Apr 9 2010
A report (.pdf), released this week by UNICEF during the Dubai International Humanitarian Aid & Development (DIHAD) conference, documents the challenges many schoolchildren in developing countries face in accessing safe drinking water and sanitation, United Press International reports (4/6).
According to a UNICEF press release, the report finds that "[i]n 60 countries in the developing world, more than half of primary schools have no adequate water facilities and nearly two thirds lack adequate sanitation."
"Millions of children in the developing world go to schools which have no drinking water or clean latrines - basic things that many of us take for granted," Sigrid Kaag, UNICEF regional director for the Middle East and North Africa, said during the launch of the report. "Every child has the right to be in a school that offers safe water, healthy sanitation and hygiene education," Kaag added (4/5).

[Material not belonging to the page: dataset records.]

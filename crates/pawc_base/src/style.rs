//! ANSI terminal styling for diagnostics.
//!
//! Small escape-code wrappers used by the diagnostic renderer. Colors reset
//! at the end of each styled fragment. Styling is applied only when the
//! renderer decides output is a terminal; the helpers themselves are
//! unconditional.

/// ANSI escape code styling utilities.
pub struct Style;

impl Style {
    pub const RESET: &'static str = "\x1b[0m";
    pub const BOLD: &'static str = "\x1b[1m";
    pub const RED: &'static str = "\x1b[31m";
    pub const YELLOW: &'static str = "\x1b[33m";
    pub const BLUE: &'static str = "\x1b[34m";
    pub const CYAN: &'static str = "\x1b[36m";

    pub fn bold(s: &str) -> String {
        format!("{}{}{}", Self::BOLD, s, Self::RESET)
    }

    pub fn blue(s: &str) -> String {
        format!("{}{}{}", Self::BLUE, s, Self::RESET)
    }

    pub fn cyan(s: &str) -> String {
        format!("{}{}{}", Self::CYAN, s, Self::RESET)
    }

    pub fn bold_red(s: &str) -> String {
        format!("{}{}{}{}", Self::BOLD, Self::RED, s, Self::RESET)
    }

    pub fn bold_yellow(s: &str) -> String {
        format!("{}{}{}{}", Self::BOLD, Self::YELLOW, s, Self::RESET)
    }

    pub fn bold_cyan(s: &str) -> String {
        format!("{}{}{}{}", Self::BOLD, Self::CYAN, s, Self::RESET)
    }
}

#[cfg(test)]
mod tests {
    use super::*;

    #[test]
    fn bold_red_wraps_and_resets() {
        let result = Style::bold_red("error");
        assert!(result.starts_with("\x1b[1m\x1b[31m"));
        assert!(result.contains("error"));
        assert!(result.ends_with("\x1b[0m"));
    }

    #[test]
    fn blue_wraps_string() {
        let result = Style::blue("-->");
        assert!(result.contains("\x1b[34m"));
        assert!(result.contains("-->"));
    }
}
// ============================================================================
// Functions verify
// ============================================================================

#[test]
fn every_emitted_function_passes_verification() {
    let module = lower(
        "enum Color { Red, Green }\n\
         struct P { x: i32, fn get(self) -> i32 { return self.x; } }\n\
         fn pick(c: Color) -> i32 { return match c { Color::Red => 1, _ => 2 }; }\n\
         fn main() -> i32 {\n\
         \tlet p = P { x: 4 };\n\
         \tloop i in 0..3 { if i == 1 { break; } }\n\
         \treturn p.get() + pick(Color::Red);\n\
         }",
    );
    for (id, func) in module.functions() {
        assert!(
            module.verify_function(id).is_ok(),
            "function '{}' failed verification",
            func.name()
        );
    }
}
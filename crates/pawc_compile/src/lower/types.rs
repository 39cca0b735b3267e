//! AST type resolution and canonical type names.
//!
//! Resolution produces *logical* LLIR types: named structs stay
//! `Ty::Struct`, Optionals stay their three-field record, enums their
//! two-field record. The ABI conversions (structs and Optionals travel as
//! pointers, arrays as pointer-to-element parameters) are applied at the
//! edges by [`Lowerer::storage_ty`], [`Lowerer::resolve_param_ty`], and
//! [`Lowerer::resolve_return_ty`].
//!
//! A generic declaration is resolved under the innermost type-parameter
//! frame; substitution frames always hold *closed* types, so one frame
//! lookup suffices.

use pawc_base::Result;
use pawc_llir::Ty;
use pawc_syntax::ast::{PrimitiveTy, Type, TypeKind};

use super::Lowerer;
use crate::symbols::{AstHandle, SymbolKind};

/// The uniform enum record: `{ i32 tag, i64 payload }`.
pub(crate) fn enum_record() -> Ty {
    Ty::Record(vec![Ty::I32, Ty::I64])
}

/// True for the Optional record shape `{ i32 tag, T value, ptr error_msg }`.
pub(crate) fn is_optional_record(ty: &Ty) -> bool {
    match ty {
        Ty::Record(fields) => {
            fields.len() == 3 && fields[0] == Ty::I32 && fields[2] == Ty::Ptr
        }
        _ => false,
    }
}

/// True for the two-field enum record.
pub(crate) fn is_enum_record(ty: &Ty) -> bool {
    matches!(ty, Ty::Record(fields) if fields.len() == 2 && fields[0] == Ty::I32)
}

impl<'a, 'sym> Lowerer<'a, 'sym> {
    // ========================================================================
    // Substitution
    // ========================================================================

    /// Applies the active type-parameter frame, leaving unknown generics in
    /// place for [`resolve_type`](Self::resolve_type) to report.
    pub(crate) fn substitute_type(&self, ty: &Type) -> Type {
        match &ty.kind {
            TypeKind::Generic(name) => match self
                .type_params
                .last()
                .and_then(|frame| frame.get(name))
            {
                Some(concrete) => concrete.clone(),
                None => ty.clone(),
            },
            TypeKind::Named { name, generic_args } => Type::new(
                TypeKind::Named {
                    name: name.clone(),
                    generic_args: generic_args.iter().map(|t| self.substitute_type(t)).collect(),
                },
                ty.span,
            ),
            TypeKind::Array { element, size } => Type::new(
                TypeKind::Array {
                    element: Box::new(self.substitute_type(element)),
                    size: *size,
                },
                ty.span,
            ),
            TypeKind::Optional(inner) => Type::new(
                TypeKind::Optional(Box::new(self.substitute_type(inner))),
                ty.span,
            ),
            TypeKind::Primitive(_) | TypeKind::SelfType => ty.clone(),
        }
    }

    // ========================================================================
    // Resolution
    // ========================================================================

    /// AST type → logical LLIR type.
    pub(crate) fn resolve_type(&mut self, ty: &Type) -> Result<Ty> {
        match &ty.kind {
            TypeKind::Primitive(prim) => Ok(resolve_primitive(*prim)),
            TypeKind::Generic(name) => {
                let substituted = self
                    .type_params
                    .last()
                    .and_then(|frame| frame.get(name))
                    .cloned();
                match substituted {
                    Some(concrete) => self.resolve_type(&concrete),
                    None => Err(self.err(
                        format!(
                            "type parameter '{name}' is not bound here; generic code must be \
                             instantiated with concrete type arguments before lowering"
                        ),
                        ty.span,
                    )),
                }
            }
            TypeKind::Array { element, size } => {
                let elem = self.resolve_type(element)?;
                match size {
                    Some(n) => Ok(Ty::Array(Box::new(self.storage_ty(&elem)), *n as u64)),
                    None => Err(self.err(
                        "array length cannot be inferred in this position; it is only \
                         inferred from a 'let' initializer",
                        ty.span,
                    )),
                }
            }
            TypeKind::Optional(inner) => {
                let inner = self.substitute_type(inner);
                self.optional_record(&inner)
            }
            TypeKind::SelfType => {
                let current = self.current_struct.clone().ok_or_else(|| {
                    self.err("'Self' is only legal inside a struct declaration", ty.span)
                })?;
                Ok(Ty::Struct(current.id))
            }
            TypeKind::Named { name, generic_args } if generic_args.is_empty() => {
                self.resolve_named_type(name, ty)
            }
            TypeKind::Named { name, generic_args } => {
                // A generic instance: monomorphize (or reuse) it now.
                let args: Vec<Type> =
                    generic_args.iter().map(|t| self.substitute_type(t)).collect();
                self.resolve_generic_instance(name, &args, ty.span)
            }
        }
    }

    fn resolve_named_type(&mut self, name: &str, ty: &Type) -> Result<Ty> {
        if let Some(aliased) = self.type_aliases.get(name).cloned() {
            return self.resolve_type(&aliased);
        }
        if let Some(info) = self.struct_infos.get(name) {
            return Ok(Ty::Struct(info.id));
        }
        if self.enum_infos.contains_key(name) {
            return Ok(enum_record());
        }
        if self.generic_structs.contains_key(name) || self.generic_enums.contains_key(name) {
            return Err(self.err(
                format!("generic type '{name}' requires type arguments"),
                ty.span,
            ));
        }

        // Cross-module fallback: re-create the type in this module from the
        // defining module's AST.
        let handle = self
            .symbols
            .lookup(name, &self.module_name)
            .filter(|symbol| symbol.kind == SymbolKind::Type)
            .and_then(|symbol| symbol.ast);
        match handle {
            Some(AstHandle::Struct(decl)) if decl.generic_params.is_empty() => {
                self.import_struct(decl)?;
                Ok(Ty::Struct(self.struct_infos[name].id))
            }
            Some(AstHandle::Struct(decl)) => {
                self.generic_structs.insert(decl.name.clone(), decl);
                Err(self.err(
                    format!("generic type '{name}' requires type arguments"),
                    ty.span,
                ))
            }
            Some(AstHandle::Enum(decl)) if decl.generic_params.is_empty() => {
                let info = self.build_enum_info(decl)?;
                self.enum_infos.insert(decl.name.clone(), info);
                Ok(enum_record())
            }
            Some(AstHandle::Enum(decl)) => {
                self.generic_enums.insert(decl.name.clone(), decl);
                Err(self.err(
                    format!("generic type '{name}' requires type arguments"),
                    ty.span,
                ))
            }
            _ => Err(self.err(format!("unknown type '{name}'"), ty.span)),
        }
    }

    /// Re-creates an imported concrete struct in the current module. Field
    /// types are resolved here, in this module's context, which is what
    /// keeps cross-module signatures type-consistent.
    pub(crate) fn import_struct(&mut self, decl: &'a pawc_syntax::ast::StructDecl) -> Result<()> {
        if self.struct_infos.contains_key(&decl.name) {
            return Ok(());
        }
        let id = self.module.create_struct(&decl.name);
        self.struct_infos.insert(
            decl.name.clone(),
            super::StructInfo { id, fields: Vec::new(), methods: Default::default() },
        );
        let mut storage = Vec::new();
        let mut fields = Vec::new();
        for field in &decl.fields {
            let logical = self.resolve_type(&field.ty)?;
            storage.push(self.storage_ty(&logical));
            fields.push((field.name.clone(), logical));
        }
        self.module.set_struct_body(id, storage);
        self.struct_infos.get_mut(&decl.name).unwrap().fields = fields;
        Ok(())
    }

    /// The Optional record for a value type: `{ i32, T, ptr }`.
    pub(crate) fn optional_record(&mut self, inner: &Type) -> Result<Ty> {
        let logical = self.resolve_type(inner)?;
        Ok(Ty::Record(vec![Ty::I32, self.storage_ty(&logical), Ty::Ptr]))
    }

    // ========================================================================
    // ABI conversions
    // ========================================================================

    /// How a logical type is stored in memory (alloca slots, struct fields,
    /// Optional value fields): structs and Optionals as pointers, enums and
    /// fixed arrays by value.
    pub(crate) fn storage_ty(&self, logical: &Ty) -> Ty {
        match logical {
            Ty::Struct(_) => Ty::Ptr,
            ty if is_optional_record(ty) => Ty::Ptr,
            other => other.clone(),
        }
    }

    /// Parameter ABI: arrays decay to pointer-to-element, structs and
    /// Optionals travel as pointers, enums by value.
    pub(crate) fn resolve_param_ty(&mut self, ty: &Type) -> Result<Ty> {
        let ty = self.substitute_type(ty);
        if let TypeKind::Array { .. } = &ty.kind {
            return Ok(Ty::Ptr);
        }
        let logical = self.resolve_type(&ty)?;
        Ok(self.storage_ty(&logical))
    }

    /// Return ABI. `Self` returns a pointer from instance methods and the
    /// struct value from associated functions.
    pub(crate) fn resolve_return_ty(&mut self, ty: &Type) -> Result<Ty> {
        let ty = self.substitute_type(ty);
        match &ty.kind {
            TypeKind::SelfType => {
                let current = self.current_struct.clone().ok_or_else(|| {
                    self.err("'Self' is only legal inside a struct declaration", ty.span)
                })?;
                if self.current_is_method {
                    Ok(Ty::Ptr)
                } else {
                    Ok(Ty::Struct(current.id))
                }
            }
            TypeKind::Array { .. } => Ok(Ty::Ptr),
            _ => {
                let logical = self.resolve_type(&ty)?;
                Ok(self.storage_ty(&logical))
            }
        }
    }

    // ========================================================================
    // Canonical names and mangling
    // ========================================================================

    /// Canonical printable form of a type, used in mangled names:
    /// `i32`, `string`, `Pair_i32_string`, `opt_i32`, `arr4_i32`.
    pub(crate) fn canonical_type_name(&self, ty: &Type) -> Result<String> {
        match &ty.kind {
            TypeKind::Primitive(prim) => Ok(prim.name().to_string()),
            TypeKind::Generic(name) => {
                let substituted = self
                    .type_params
                    .last()
                    .and_then(|frame| frame.get(name))
                    .cloned();
                match substituted {
                    Some(concrete) => self.canonical_type_name(&concrete),
                    None => Err(self.err(
                        format!("type parameter '{name}' is not bound here"),
                        ty.span,
                    )),
                }
            }
            TypeKind::Named { name, generic_args } if generic_args.is_empty() => Ok(name.clone()),
            TypeKind::Named { name, generic_args } => self.mangle(name, generic_args),
            TypeKind::Optional(inner) => {
                Ok(format!("opt_{}", self.canonical_type_name(inner)?))
            }
            TypeKind::Array { element, size } => Ok(format!(
                "arr{}_{}",
                size.unwrap_or(0),
                self.canonical_type_name(element)?
            )),
            TypeKind::SelfType => {
                let current = self.current_struct.clone().ok_or_else(|| {
                    self.err("'Self' is only legal inside a struct declaration", ty.span)
                })?;
                Ok(current.name)
            }
        }
    }

    /// `N<T1,…,Tn>` → `N_t1_…_tn`. Stable and injective over the supported
    /// type universe.
    pub(crate) fn mangle(&self, base: &str, args: &[Type]) -> Result<String> {
        let mut name = base.to_string();
        for arg in args {
            name.push('_');
            name.push_str(&self.canonical_type_name(arg)?);
        }
        Ok(name)
    }
}

fn resolve_primitive(prim: PrimitiveTy) -> Ty {
    match prim {
        PrimitiveTy::I8 | PrimitiveTy::U8 => Ty::I8,
        PrimitiveTy::I16 | PrimitiveTy::U16 => Ty::I16,
        PrimitiveTy::I32 | PrimitiveTy::U32 => Ty::I32,
        PrimitiveTy::I64 | PrimitiveTy::U64 => Ty::I64,
        PrimitiveTy::I128 | PrimitiveTy::U128 => Ty::I128,
        PrimitiveTy::F32 => Ty::F32,
        PrimitiveTy::F64 => Ty::F64,
        PrimitiveTy::Bool => Ty::I1,
        PrimitiveTy::Char => Ty::I8,
        PrimitiveTy::Str => Ty::Ptr,
        PrimitiveTy::Void => Ty::Void,
    }
}
impl Module {
    /// Renders the whole module as textual IR.
    pub fn print_ir(&self) -> String {
        let mut out = String::new();
        let _ = writeln!(out, "; ModuleID = '{}'", self.name());
        let _ = writeln!(out, "source_filename = \"{}\"", self.name());

        if !self.structs.is_empty() {
            out.push('\n');
            for def in &self.structs {
                match &def.fields {
                    Some(fields) => {
                        let body = fields
                            .iter()
                            .map(|f| self.ty_str(f))
                            .collect::<Vec<_>>()
                            .join(", ");
                        let _ = writeln!(out, "%{} = type {{ {} }}", def.name, body);
                    }
                    None => {
                        let _ = writeln!(out, "%{} = type opaque", def.name);
                    }
                }
            }
        }

        if !self.globals.is_empty() {
            out.push('\n');
            for (i, global) in self.globals.iter().enumerate() {
                let bytes = global.data.as_bytes();
                let _ = writeln!(
                    out,
                    "@.str.{} = private unnamed_addr constant [{} x i8] c\"{}\\00\"",
                    i,
                    bytes.len() + 1,
                    escape_bytes(bytes)
                );
            }
        }

        for (_, func) in self.functions() {
            out.push('\n');
            if func.is_declaration() {
                let _ = writeln!(
                    out,
                    "declare {} @{}({})",
                    self.ty_str(&func.ret),
                    func.name(),
                    self.signature_params(func)
                );
            } else {
                self.print_function(func, &mut out);
            }
        }

        out
    }

    /// Writes the textual IR to `path`.
    pub fn write_ir(&self, path: &std::path::Path) -> std::io::Result<()> {
        std::fs::write(path, self.print_ir())
    }

    fn signature_params(&self, func: &Function) -> String {
        let mut parts: Vec<String> = func.param_tys().iter().map(|t| self.ty_str(t)).collect();
        if func.is_varargs() {
            parts.push("...".to_string());
        }
        parts.join(", ")
    }

    fn print_function(&self, func: &Function, out: &mut String) {
        let linkage = match func.linkage {
            Linkage::External => "",
            Linkage::Internal => "internal ",
            Linkage::LinkOnceOdr => "linkonce_odr ",
        };
        let params = func
            .param_tys()
            .iter()
            .enumerate()
            .map(|(i, t)| format!("{} %arg{}", self.ty_str(t), i))
            .collect::<Vec<_>>()
            .join(", ");
        let _ = writeln!(
            out,
            "define {}{} @{}({}) {{",
            linkage,
            self.ty_str(&func.ret),
            func.name(),
            params
        );

        let labels = block_labels(func);
        let names = result_names(func);

        for (bi, block) in func.blocks.iter().enumerate() {
            if bi > 0 {
                out.push('\n');
            }
            let _ = writeln!(out, "{}:", labels[bi]);
            for inst_id in &block.insts {
                let inst = &func.insts[inst_id.0 as usize];
                let text = self.inst_str(func, inst, &labels, &names);
                match &names[inst_id.0 as usize] {
                    Some(name) => {
                        let _ = writeln!(out, "  %{} = {}", name, text);
                    }
                    None => {
                        let _ = writeln!(out, "  {}", text);
                    }
                }
            }
        }
        out.push_str("}\n");
    }

    /// Renders one instruction, without the result assignment.
    fn inst_str(
        &self,
        func: &Function,
        inst: &Inst,
        labels: &[String],
        names: &[Option<String>],
    ) -> String {
        let val = |v: &Value| self.operand_str(v, names);
        let tyv = |v: &Value| format!("{} {}", self.ty_str(&v.ty), self.operand_str(v, names));

        match &inst.kind {
            InstKind::Binary { op, lhs, rhs } => {
                let mnemonic = if lhs.ty.is_float() {
                    match op {
                        BinOp::Add => "fadd",
                        BinOp::Sub => "fsub",
                        BinOp::Mul => "fmul",
                        BinOp::SDiv => "fdiv",
                        BinOp::SRem => "frem",
                        _ => op.mnemonic(),
                    }
                } else {
                    op.mnemonic()
                };
                format!("{} {}, {}", mnemonic, tyv(lhs), val(rhs))
            }
            InstKind::Icmp { pred, lhs, rhs } => {
                if lhs.ty.is_float() {
                    // Float comparisons print as ordered fcmp.
                    let fpred = match pred.mnemonic() {
                        "eq" => "oeq",
                        "ne" => "one",
                        "slt" => "olt",
                        "sle" => "ole",
                        "sgt" => "ogt",
                        _ => "oge",
                    };
                    format!("fcmp {} {}, {}", fpred, tyv(lhs), val(rhs))
                } else {
                    format!("icmp {} {}, {}", pred.mnemonic(), tyv(lhs), val(rhs))
                }
            }
            InstKind::Neg { operand } => {
                if operand.ty.is_float() {
                    format!("fneg {}", tyv(operand))
                } else {
                    format!("sub {} 0, {}", self.ty_str(&operand.ty), val(operand))
                }
            }
            InstKind::Not { operand } => format!("xor {}, -1", tyv(operand)),
            InstKind::Cast { op, operand } => {
                format!("{} {} to {}", op.mnemonic(), tyv(operand), self.ty_str(&inst.ty))
            }
            InstKind::Alloca { ty } => format!("alloca {}", self.ty_str(ty)),
            InstKind::Load { ty, ptr } => format!("load {}, {}", self.ty_str(ty), tyv(ptr)),
            InstKind::Store { value, ptr } => format!("store {}, {}", tyv(value), tyv(ptr)),
            InstKind::StructGep { struct_ty, ptr, index } => format!(
                "getelementptr inbounds {}, {}, i32 0, i32 {}",
                self.ty_str(struct_ty),
                tyv(ptr),
                index
            ),
            InstKind::ArrayGep { array_ty, ptr, index } => format!(
                "getelementptr inbounds {}, {}, i64 0, {}",
                self.ty_str(array_ty),
                tyv(ptr),
                tyv(index)
            ),
            InstKind::Gep { elem_ty, ptr, index } => format!(
                "getelementptr inbounds {}, {}, {}",
                self.ty_str(elem_ty),
                tyv(ptr),
                tyv(index)
            ),
            InstKind::Call { func: callee, args } => {
                let callee = self.func(*callee);
                let rendered_args = args.iter().map(tyv).collect::<Vec<_>>().join(", ");
                let callee_ty = if callee.is_varargs() {
                    format!("{} ({})", self.ty_str(callee.ret_ty()), self.signature_params(callee))
                } else {
                    self.ty_str(callee.ret_ty())
                };
                format!("call {} @{}({})", callee_ty, callee.name(), rendered_args)
            }
            InstKind::Ret { value: Some(v) } => format!("ret {}", tyv(v)),
            InstKind::Ret { value: None } => "ret void".to_string(),
            InstKind::Br { dest } => format!("br label %{}", labels[dest.0 as usize]),
            InstKind::CondBr { cond, then_dest, else_dest } => format!(
                "br {}, label %{}, label %{}",
                tyv(cond),
                labels[then_dest.0 as usize],
                labels[else_dest.0 as usize]
            ),
            InstKind::Switch { value, default, cases } => {
                let mut s = format!(
                    "switch {}, label %{} [\n",
                    tyv(value),
                    labels[default.0 as usize]
                );
                for (case, dest) in cases {
                    let _ = writeln!(
                        s,
                        "    {} {}, label %{}",
                        self.ty_str(&value.ty),
                        case,
                        labels[dest.0 as usize]
                    );
                }
                s.push_str("  ]");
                s
            }
            InstKind::Phi { incomings } => {
                let entries = incomings
                    .iter()
                    .map(|(v, block)| format!("[ {}, %{} ]", val(v), labels[block.0 as usize]))
                    .collect::<Vec<_>>()
                    .join(", ");
                format!("phi {} {}", self.ty_str(&inst.ty), entries)
            }
        }
    }

    fn operand_str(&self, value: &Value, names: &[Option<String>]) -> String {
        match &value.kind {
            ValueKind::ConstInt(v) => v.to_string(),
            ValueKind::ConstFloat(v) => {
                // Keep a decimal point so the constant parses as a float.
                let s = format!("{v:?}");
                if s.contains('.') || s.contains('e') {
                    s
                } else {
                    format!("{s}.0")
                }
            }
            ValueKind::NullPtr => "null".to_string(),
            ValueKind::GlobalString(GlobalId(i)) => format!("@.str.{i}"),
            ValueKind::Param(_, i) => format!("%arg{i}"),
            ValueKind::Inst(id) => match &names[id.0 as usize] {
                Some(name) => format!("%{name}"),
                None => "%<void>".to_string(),
            },
        }
    }

    /// Renders a type in assembly syntax.
    pub fn ty_str(&self, ty: &Ty) -> String {
        match ty {
            Ty::Void => "void".to_string(),
            Ty::Int(w) => format!("i{w}"),
            Ty::F32 => "float".to_string(),
            Ty::F64 => "double".to_string(),
            Ty::Ptr => "ptr".to_string(),
            Ty::Array(elem, n) => format!("[{} x {}]", n, self.ty_str(elem)),
            Ty::Struct(id) => format!("%{}", self.struct_name(*id)),
            Ty::Record(fields) => {
                let body = fields
                    .iter()
                    .map(|f| self.ty_str(f))
                    .collect::<Vec<_>>()
                    .join(", ");
                format!("{{ {body} }}")
            }
        }
    }
}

Produced in partnership with the WHO and NGOs, the report also finds "1.5 million children under the age of five die every year of diarrhoea due to unsafe water, inadequate sanitation and lack of hygiene," according to the U.N. News Centre. "Better water, sanitation and hygiene - collectively known as WASH - could reverse the trend of nearly 300 million school days being missed worldwide due to diarrhoea, it states. Improved hygiene will lead to less risk of disease, which in turn will result in stepped up school attendance and ultimately nations' growth," according to the article (4/5).
"Providing WASH in schools will help keep the promise of meeting the Millennium Development Goals of universal access to primary education, reducing child mortality and halving the proportion of people without access to safe water and basic sanitation," Kaag said in the UNICEF press release (4/5).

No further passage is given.